Desigualdade na Distribuição de Investimentos
Embora tenha havido avanços, a atração de capital estrangeiro ainda é concentrada nas regiões Sul e Sudeste. “A presença de investimentos internacionais nos portos do Norte e Nordeste é limitada, principalmente pela menor escala de operações e a falta de integração com as principais malhas ferroviárias e rodoviárias,” justifica o professor Garbe.
Porém, segundo Fabricio Julião, CEO do Grupo Brasil Export, essa realidade está mudando. “Cada vez mais, as regiões Norte e Nordeste se tornarão fundamentais para escoar a produção. Novos terminais modernos estão sendo construídos no Norte e há operações portuárias em expansão no Nordeste,” observa Julião.

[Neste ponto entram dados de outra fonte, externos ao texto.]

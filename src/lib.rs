//! lexivec - Tenant-scoped hybrid retrieval core
//!
//! Given a user's natural-language query and a tenant knowledge base,
//! this crate decides which knowledge categories to consult, what
//! passages are relevant, and how much of them fit a bounded context
//! window, then hands the assembled, ranked, budget-capped context to
//! the caller's prompt builder.
//!
//! # Architecture
//!
//! - **Router**: keyword-table intent classification and category/budget
//!   resolution, tenant-overridable with cached tables
//! - **Embedding**: cache-first provider client plus similarity math
//! - **Retrieval**: concurrent vector + lexical search fused with RRF,
//!   trimmed to a token budget, with a keyword-only degradation chain
//! - **Chunker**: language-aware splitting and extractive summaries for
//!   ingestion-side callers
//! - **Budget**: shared token estimator and prompt-window allocator

pub mod budget;
pub mod cache;
pub mod chunker;
pub mod config;
pub mod embedding;
pub mod errors;
pub mod pipeline;
pub mod retrieval;
pub mod router;

// Re-export commonly used types
pub use errors::{RetrievalError, Result};

pub use budget::{BudgetAllocator, PromptComponents, TokenEstimator};
pub use chunker::{detect_language, summarize, Language, TextChunker};
pub use config::{CoreConfig, EmbeddingConfig, FusionConfig, RouterConfig};
pub use embedding::{cosine_similarity, EmbeddingClient, EmbeddingProvider, TaskType};
pub use pipeline::{PipelineBuilder, PipelineOutput, RetrievalPipeline, RetrievalResult};
pub use retrieval::{
    HybridRetriever, KnowledgeChunk, KnowledgeStore, RankedPassages, RetrievalMethod,
    ScoredPassage,
};
pub use router::{Intent, KnowledgeCategory, QueryRouter, QueryRouting, RoutingOverrides};
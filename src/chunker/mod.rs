// Language-aware chunking: script detection, sliding-window splitting,
// per-chunk keyword extraction, extractive summaries.

pub mod language;
pub mod splitter;
pub mod summary;

pub use language::{detect_language, Language, LanguageDetector};
pub use splitter::{ChunkMetadata, ChunkOptions, TextChunk, TextChunker};
pub use summary::summarize;
// Language-aware sliding-window splitter for knowledge ingestion.
//
// Tokenization is whitespace word-level, an approximation of true
// sub-word token counts (≈1:1.3 for Latin scripts, ≈1:4.3 for
// Perso-Arabic text). Callers size `chunk_size` with that ratio in
// mind; see budget::estimator for the shared token heuristic.

use serde::{Deserialize, Serialize};
use std::collections::HashMap;
use uuid::Uuid;

use crate::chunker::language::{detect_language, Language, LanguageDetector};

/// Tokens scanned backward from a window edge looking for a sentence end
const SENTENCE_BACKSCAN: usize = 50;

/// Splitting options
#[derive(Debug, Clone, Serialize, Deserialize)]
pub struct ChunkOptions {
    /// Target window size in words
    pub chunk_size: usize,
    /// Words shared between consecutive chunks
    pub overlap: usize,
    /// Keywords extracted per chunk
    pub top_keywords: usize,
}

impl Default for ChunkOptions {
    fn default() -> Self {
        Self {
            chunk_size: 512,
            overlap: 50,
            top_keywords: 8,
        }
    }
}

/// Source metadata carried onto every produced chunk
#[derive(Debug, Clone, Default, Serialize, Deserialize)]
pub struct ChunkMetadata {
    /// Identifier of the source document
    pub source_id: Option<String>,
    /// Page number within the source, when paginated
    pub page: Option<u32>,
}

/// One passage produced by splitting
#[derive(Debug, Clone, Serialize, Deserialize)]
pub struct TextChunk {
    pub id: String,
    pub text: String,
    /// Position within the source, monotonically increasing from 0
    pub chunk_index: usize,
    /// Back-filled once splitting completes
    pub total_chunks: usize,
    pub word_count: usize,
    pub keywords: Vec<String>,
    pub language: Language,
    pub metadata: ChunkMetadata,
}

/// Splits long source text into overlapping, boundary-snapped passages
pub struct TextChunker {
    options: ChunkOptions,
    detector: LanguageDetector,
}

impl TextChunker {
    /// Create a chunker with default options and the ratio-based detector
    pub fn new() -> Self {
        Self {
            options: ChunkOptions::default(),
            detector: detect_language,
        }
    }

    /// Create with custom options
    pub fn with_options(options: ChunkOptions) -> Self {
        Self {
            options,
            detector: detect_language,
        }
    }

    /// Swap in a different detection strategy
    pub fn with_detector(mut self, detector: LanguageDetector) -> Self {
        self.detector = detector;
        self
    }

    /// Split source text into ordered passages with metadata.
    ///
    /// Short text comes back as a single chunk. Longer text is windowed
    /// by `chunk_size` words advancing `chunk_size - overlap` per step,
    /// with each cut snapped backward (up to 50 words) onto a sentence
    /// boundary when one exists.
    pub fn split(&self, text: &str, metadata: &ChunkMetadata) -> Vec<TextChunk> {
        let normalized = normalize_text(text);
        if normalized.is_empty() {
            return Vec::new();
        }

        let language = (self.detector)(&normalized);
        let tokens: Vec<&str> = normalized.split_whitespace().collect();

        if tokens.len() <= self.options.chunk_size {
            let chunk = self.make_chunk(&tokens, 0, language, metadata);
            return self.backfill_total(vec![chunk]);
        }

        let terminators = language.sentence_terminators();
        let mut chunks = Vec::new();
        let mut start = 0usize;
        let mut index = 0usize;

        loop {
            let raw_end = (start + self.options.chunk_size).min(tokens.len());
            let end = if raw_end < tokens.len() {
                // Never snap back into the overlap region: the next window
                // would start at or before this one and stall the walk.
                let floor = raw_end
                    .saturating_sub(SENTENCE_BACKSCAN)
                    .max(start + self.options.overlap + 1);
                snap_to_sentence(&tokens, floor, raw_end, terminators)
            } else {
                raw_end
            };

            chunks.push(self.make_chunk(&tokens[start..end], index, language, metadata));
            index += 1;

            if end >= tokens.len() {
                break;
            }

            let next = end.saturating_sub(self.options.overlap);
            // Guard against zero progress when overlap >= produced window
            start = if next > start { next } else { end };
        }

        self.backfill_total(chunks)
    }

    fn make_chunk(
        &self,
        tokens: &[&str],
        index: usize,
        language: Language,
        metadata: &ChunkMetadata,
    ) -> TextChunk {
        let text = tokens.join(" ");
        let keywords = extract_keywords(tokens, language, self.options.top_keywords);

        TextChunk {
            id: Uuid::new_v4().to_string(),
            text,
            chunk_index: index,
            total_chunks: 0,
            word_count: tokens.len(),
            keywords,
            language,
            metadata: metadata.clone(),
        }
    }

    fn backfill_total(&self, mut chunks: Vec<TextChunk>) -> Vec<TextChunk> {
        let total = chunks.len();
        for chunk in &mut chunks {
            chunk.total_chunks = total;
        }
        chunks
    }
}

impl Default for TextChunker {
    fn default() -> Self {
        Self::new()
    }
}

/// Collapse whitespace runs and duplicate zero-width non-joiners.
///
/// Persian sources frequently carry doubled U+200C from copy-paste;
/// collapsing keeps word tokenization stable.
pub fn normalize_text(text: &str) -> String {
    let mut collapsed = String::with_capacity(text.len());
    let mut prev_zwnj = false;
    for c in text.chars() {
        if c == '\u{200C}' {
            if prev_zwnj {
                continue;
            }
            prev_zwnj = true;
        } else {
            prev_zwnj = false;
        }
        collapsed.push(c);
    }

    collapsed.split_whitespace().collect::<Vec<_>>().join(" ")
}

/// Scan backward from `raw_end` for a sentence-ending token and snap the
/// cut just after it. Falls back to the raw boundary when no terminator
/// sits within the scan window.
fn snap_to_sentence(
    tokens: &[&str],
    scan_floor: usize,
    raw_end: usize,
    terminators: &[char],
) -> usize {
    for i in (scan_floor..raw_end).rev() {
        let token = tokens[i - 1];
        if token.chars().last().map(|c| terminators.contains(&c)) == Some(true) {
            return i;
        }
    }
    raw_end
}

/// Stopword-filtered token frequency, top N, ties broken by first
/// occurrence in the text.
pub fn extract_keywords(tokens: &[&str], language: Language, top_n: usize) -> Vec<String> {
    let stopwords = language.stopwords();
    let mut counts: HashMap<String, (usize, usize)> = HashMap::new();

    for (position, token) in tokens.iter().enumerate() {
        let word: String = token
            .chars()
            .filter(|c| c.is_alphanumeric() || *c == '\u{200C}')
            .collect::<String>()
            .to_lowercase();

        if word.chars().count() < 2 || stopwords.contains(&word.as_str()) {
            continue;
        }

        let entry = counts.entry(word).or_insert((0, position));
        entry.0 += 1;
    }

    let mut ranked: Vec<(String, usize, usize)> = counts
        .into_iter()
        .map(|(word, (count, first))| (word, count, first))
        .collect();
    ranked.sort_by(|a, b| b.1.cmp(&a.1).then(a.2.cmp(&b.2)));
    ranked.truncate(top_n);
    ranked.into_iter().map(|(word, _, _)| word).collect()
}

Perspectivas para o Futuro
Em novembro, está previsto o leilão do Terminal STS-10, que deve aumentar a capacidade dos terminais de contêiner de Santos. Com uma área de 621,9 metros quadrados e 1,3 km de cais, o projeto gerou grande interesse de gigantes internacionais como MSC, Maersk, COSCO e Portos de Dubai.
Com a entrada de mais investidores, a expectativa é que a defasagem da infraestrutura portuária diminua, tornando-a mais competitiva. No entanto, isso não depende apenas de leilões e incentivos.
“O Brasil possui ativos logísticos estratégicos e uma base exportadora sólida que garante demanda constante pelos seus portos. O desafio é transformar esse potencial em um ambiente de negócios mais previsível e competitivo,” argumenta Garbe. Ele acredita que um marco regulatório estável e melhorias institucionais são essenciais para que o país se torne um dos principais destinos de capitais estrangeiros em infraestrutura.
Fruet endossa essa ideia: “É fundamental adotar medidas que simplifiquem a instalação de terminais e definir claramente os riscos que os governos devem assumir nos contratos de arrendamento, além de aprimorar os procedimentos, prazos de resposta e mecanismos de resolução de conflitos.”
“Vivemos na ‘Era dos Meganavios’ e preparar nossos portos para recebê-los é crucial para reduzir custos operacionais e avançar no desenvolvimento do setor,” conclui o conselheiro do Corecon-SP.